Correlate al suo impegno nel cattolicesimo italiano, il M. pubblicò diverse opere di argomento spirituale e morale, tra le quali si segnalano: Il tempo eterno (Roma 1941); Fuga dalla solitudine (Brescia 1943); una scelta, con traduzione e commento, di Pensieri di Biagio Pascal (ibid. 1945), opera estremamente fortunata, come testimoniano le numerose edizioni e ristampe; In memoria del califfo Omar, saggi di morale letteraria (Padova 1946); Una strana dolcezza (Genova 1979), versione riveduta e accresciuta di Fatica di essere uomini (Brescia 1950).

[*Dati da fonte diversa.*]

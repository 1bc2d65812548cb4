//! Component abstraction.
//!
//! A component is a named node owning its ports. Concrete components embed a
//! [`ComponentCore`], create their ports through it at construction time and
//! implement [`Component`] to expose the core plus optional start/stop
//! hooks.
//!
//! Port callbacks usually capture an `Arc` of the component's mutable state
//! and clones of its output ports, so components never need a reference to
//! themselves.

use super::error::{DataflowError, DataflowResult};
use super::port::{Port, PortDescriptor, PortOwner, PullConsumer, PullSupplier, PushConsumer, PushSupplier};
use super::scheduler::EventQueue;
use crate::config::SubgraphConfig;
use crate::measurement::{Measurement, Payload, Timestamp};
use std::sync::atomic::{AtomicBool, Ordering};
use std::sync::Arc;

/// Shared services handed to component constructors.
#[derive(Clone)]
pub struct BuildContext {
    queue: Arc<EventQueue>,
}

impl BuildContext {
    pub fn new(queue: Arc<EventQueue>) -> Self {
        Self { queue }
    }

    /// Context with its own inline queue, for components built outside a
    /// network.
    pub fn standalone() -> Self {
        Self::new(EventQueue::inline())
    }

    pub fn queue(&self) -> &Arc<EventQueue> {
        &self.queue
    }
}

/// Ports owned by one component, in creation order.
#[derive(Default)]
pub struct PortSet {
    ports: Vec<Arc<dyn Port>>,
}

impl PortSet {
    fn insert(&mut self, port: Arc<dyn Port>) -> DataflowResult<()> {
        if self.get(&port.descriptor().name).is_some() {
            return Err(DataflowError::AlreadyConnected(format!(
                "{} declared twice",
                port.full_name()
            )));
        }
        self.ports.push(port);
        Ok(())
    }

    pub fn get(&self, name: &str) -> Option<&Arc<dyn Port>> {
        self.ports.iter().find(|p| p.descriptor().name == name)
    }

    pub fn iter(&self) -> impl Iterator<Item = &Arc<dyn Port>> {
        self.ports.iter()
    }

    pub fn descriptors(&self) -> Vec<PortDescriptor> {
        self.ports.iter().map(|p| p.descriptor().clone()).collect()
    }

    pub fn len(&self) -> usize {
        self.ports.len()
    }

    pub fn is_empty(&self) -> bool {
        self.ports.is_empty()
    }

    /// Typed handle of a port, e.g. `ports.typed::<PushSupplier<Pose>>("Output")`.
    pub fn typed<P: Clone + 'static>(&self, owner: &str, name: &str) -> DataflowResult<P> {
        let port = self.get(name).ok_or_else(|| DataflowError::NoSuchPort {
            component: owner.to_string(),
            port: name.to_string(),
        })?;
        port.as_any()
            .downcast_ref::<P>()
            .cloned()
            .ok_or_else(|| DataflowError::TypeMismatch {
                port: port.full_name(),
                expected: std::any::type_name::<P>().to_string(),
                found: format!("{} {}", port.descriptor().kind, port.descriptor().type_tag),
            })
    }

    pub fn disconnect_all(&self) {
        for port in &self.ports {
            port.disconnect();
        }
    }
}

/// State shared by every component: name, logging span, ports, run flag.
pub struct ComponentCore {
    owner: PortOwner,
    class: String,
    ports: PortSet,
    queue: Arc<EventQueue>,
    running: AtomicBool,
}

impl ComponentCore {
    pub fn new(config: &SubgraphConfig, ctx: &BuildContext) -> Self {
        let span = tracing::info_span!("component", name = %config.id, class = %config.class);
        Self {
            owner: PortOwner::new(config.id.as_str(), span),
            class: config.class.clone(),
            ports: PortSet::default(),
            queue: ctx.queue().clone(),
            running: AtomicBool::new(false),
        }
    }

    pub fn name(&self) -> &str {
        self.owner.name()
    }

    pub fn class(&self) -> &str {
        &self.class
    }

    /// Logging context; events inside it carry the component name.
    pub fn span(&self) -> &tracing::Span {
        self.owner.span()
    }

    pub fn owner(&self) -> &PortOwner {
        &self.owner
    }

    pub fn ports(&self) -> &PortSet {
        &self.ports
    }

    pub fn is_running(&self) -> bool {
        self.running.load(Ordering::Acquire)
    }

    /// Set the run flag; returns whether it changed.
    fn set_running(&self, running: bool) -> bool {
        self.running.swap(running, Ordering::AcqRel) != running
    }

    pub fn push_supplier<T: Payload>(&mut self, name: &str) -> DataflowResult<PushSupplier<T>> {
        let port = PushSupplier::new(name, self.owner.clone(), self.queue.clone());
        self.ports.insert(Arc::new(port.clone()))?;
        Ok(port)
    }

    pub fn push_consumer<T, F>(&mut self, name: &str, handler: F) -> DataflowResult<PushConsumer<T>>
    where
        T: Payload,
        F: Fn(Measurement<T>) -> DataflowResult<()> + Send + Sync + 'static,
    {
        let port = PushConsumer::new(name, self.owner.clone(), handler);
        self.ports.insert(Arc::new(port.clone()))?;
        Ok(port)
    }

    pub fn pull_supplier<T, F>(&mut self, name: &str, handler: F) -> DataflowResult<PullSupplier<T>>
    where
        T: Payload,
        F: Fn(Timestamp) -> DataflowResult<Measurement<T>> + Send + Sync + 'static,
    {
        let port = PullSupplier::new(name, self.owner.clone(), handler);
        self.ports.insert(Arc::new(port.clone()))?;
        Ok(port)
    }

    pub fn pull_consumer<T: Payload>(&mut self, name: &str) -> DataflowResult<PullConsumer<T>> {
        let port = PullConsumer::new(name, self.owner.clone());
        self.ports.insert(Arc::new(port.clone()))?;
        Ok(port)
    }
}

/// A node of the dataflow graph.
pub trait Component: Send + Sync {
    fn core(&self) -> &ComponentCore;

    /// Called once when the component starts; source components spawn
    /// their threads here.
    fn on_start(&self) -> DataflowResult<()> {
        Ok(())
    }

    /// Called once when the component stops; must join owned threads.
    fn on_stop(&self) {}

    fn name(&self) -> &str {
        self.core().name()
    }

    fn ports(&self) -> &PortSet {
        self.core().ports()
    }

    fn is_running(&self) -> bool {
        self.core().is_running()
    }

    /// Start the component. Starting a running component does nothing.
    fn start(&self) -> DataflowResult<()> {
        if !self.core().set_running(true) {
            return Ok(());
        }
        let _entered = self.core().span().enter();
        tracing::debug!("Starting");
        self.on_start().inspect_err(|_| {
            self.core().set_running(false);
        })
    }

    /// Stop the component. Safe to call repeatedly.
    fn stop(&self) {
        if !self.core().set_running(false) {
            return;
        }
        let _entered = self.core().span().enter();
        tracing::debug!("Stopping");
        self.on_stop();
    }
}

/// Construction from a subgraph configuration, used by the factory.
pub trait Construct: Sized {
    fn construct(config: &SubgraphConfig, ctx: &BuildContext) -> DataflowResult<Self>;
}
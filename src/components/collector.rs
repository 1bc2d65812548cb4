//! Collector: appends a pulled measurement to a pulled list.
//!
//! On a pull of `Output` at `t`, `List` and `Input` are both pulled at `t`
//! and the input's payload is appended to the list. Neither failure aborts
//! the request: a missing list starts from an empty one and a missing input
//! leaves the list unchanged, each with a warning.

use crate::config::SubgraphConfig;
use crate::dataflow::{BuildContext, Component, ComponentCore, ComponentFactory, Construct, DataflowResult};
use crate::measurement::{Distance, Measurement, Payload, Pose, Position, Position2D};
use std::marker::PhantomData;

pub(crate) fn register(factory: &mut ComponentFactory) {
    factory.register::<Collector<Pose>>("PoseCollector");
    factory.register::<Collector<Position>>("PositionCollector");
    factory.register::<Collector<Position2D>>("PositionCollector2D");
    factory.register::<Collector<Distance>>("DistanceCollector");
}

pub struct Collector<T> {
    core: ComponentCore,
    _payload: PhantomData<fn() -> T>,
}

impl<T: Payload> Construct for Collector<T> {
    fn construct(config: &SubgraphConfig, ctx: &BuildContext) -> DataflowResult<Self> {
        let mut core = ComponentCore::new(config, ctx);
        let input = core.pull_consumer::<T>("Input")?;
        let list = core.pull_consumer::<Vec<T>>("List")?;
        core.pull_supplier::<Vec<T>, _>("Output", move |t| {
            let mut items = match list.get(t).and_then(|m| m.value().cloned()) {
                Ok(items) => items,
                Err(err) => {
                    tracing::warn!(category = %err.category(), "List unavailable: {}", err);
                    Vec::new()
                }
            };
            match input.get(t).and_then(|m| m.value().cloned()) {
                Ok(item) => items.push(item),
                Err(err) => tracing::warn!(category = %err.category(), "Input unavailable: {}", err),
            }
            Ok(Measurement::new(t, items))
        })?;
        Ok(Self {
            core,
            _payload: PhantomData,
        })
    }
}

impl<T: Payload> Component for Collector<T> {
    fn core(&self) -> &ComponentCore {
        &self.core
    }
}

Non trascurabile, infine, la produzione narrativa del M. che diede alla luce, tra le altre opere, i romanzi Un orologio suona solitario (Milano 1945 e 1983), narrazione intrisa di spiritualità, ambientata nella Cina del padre Matteo Ricci (1582-1610), e l’opera d’esordio, Amore di Orlando (Roma 1938, ultima ed. Milano 1974), rivisitazione della vicenda ariostesca di Orlando e di Gano di Magonza, elevata a paradigma di quella ricerca senza tempo che si consuma nella universale tensione dell’uomo al mistero dell’amore di Dio.
Il M. morì a Genova il 31 luglio 2000.
Fonti e Bibl.: S. Verdino, Addio a M. illustre italianista, in Il Secolo XIX, 1° ag. 2000; G. Cavallini, Ricordo di un maestro e di un amico: F. M., in Studium, XCVII (2001), 2, pp. 319-322; Id., F. M., in Atti della Accademia ligure di scienze e lettere, s. 6, IV (2001), pp. 49-53; G.B. Varnier, F. M.: esempio di impegno civile di un cristiano, ibid., X (2007), pp. 301-316; A. Giorgi, F. M, un antifascista in cattedra, in Avvenire, 11 maggio 2007.